Today Carl Bildt, the foreign minister of Sweden, visited Croatia to make an opening speech at the conference ”Further EU Enlargement in South Eastern Europe – the road ahead,” hosted by the Institute for Development and International Relations (IRMO). We must ask publicly whether Bildt is really the best person to talk about the peaceful future and the EU integration of countries with recent history of war? Have we forgotten about his views on the history of the region, and how he behaved in the past?

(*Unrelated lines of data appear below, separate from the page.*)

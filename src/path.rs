//! Escaping of database, document and attachment names into URL paths.

use percent_encoding::{utf8_percent_encode, AsciiSet, NON_ALPHANUMERIC};

/// Everything except RFC 3986 unreserved characters.
const SEGMENT: &AsciiSet = &NON_ALPHANUMERIC
    .remove(b'-')
    .remove(b'_')
    .remove(b'.')
    .remove(b'~');

/// Prefixes whose slash is part of CouchDB's routing, not of the id.
const RESERVED_PREFIXES: [&str; 2] = ["_design/", "_local/"];

pub(crate) fn url_encode(segment: &str) -> String {
    utf8_percent_encode(segment, SEGMENT).to_string()
}

pub(crate) fn database(db: &str) -> String {
    format!("/{}", url_encode(db))
}

pub(crate) fn document(db: &str, id: &str) -> String {
    let id = RESERVED_PREFIXES
        .iter()
        .find_map(|prefix| {
            id.strip_prefix(prefix)
                .map(|rest| format!("{}{}", prefix, url_encode(rest)))
        })
        .unwrap_or_else(|| url_encode(id));
    format!("{}/{}", database(db), id)
}

pub(crate) fn attachment(db: &str, id: &str, name: &str) -> String {
    format!("{}/{}", document(db, id), url_encode(name))
}

#[cfg(test)]
mod tests {
    use super::*;

    #[test]
    fn should_escape_database_names() {
        assert_eq!(database("t1"), "/t1");
        assert_eq!(database("team/orders+2"), "/team%2Forders%2B2");
    }

    #[test]
    fn should_escape_document_ids() {
        assert_eq!(document("db", "a b/c"), "/db/a%20b%2Fc");
        assert_eq!(document("db", "caf\u{e9}"), "/db/caf%C3%A9");
    }

    #[test]
    fn should_keep_reserved_prefix_slash() {
        assert_eq!(document("db", "_design/app"), "/db/_design/app");
        assert_eq!(document("db", "_local/a/b"), "/db/_local/a%2Fb");
    }

    #[test]
    fn should_escape_attachment_names() {
        assert_eq!(attachment("db", "doc", "photo 1.jpg"), "/db/doc/photo%201.jpg");
    }
}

During the war in the former Yugoslavia, Carl Bildt served as a Special Envoy from both the EU and the UN, but did little or nothing to stop the killings he witnessed. Have we forgotten how he watched Milošević's back and repeatedly stated that he was “a nice guy”? He did not acknowledge the killings of civilians in Srebrenica, but called them in his memoirs “the prisoners of war.” Carl Bildt repeatedly took a stand as a witness at the ICTY in the cases connected to war actions in Bosnia and Herzegovina. He has not, in our opinion, done enough to protect the victims of genocide in Srebrenica.

More recently, from 2000 to 2006, Bildt was on the board of the Lundin Petroleum (former Lundin Oil) and is currently being investigated by the international public prosecution office for crimes performed under international legislation.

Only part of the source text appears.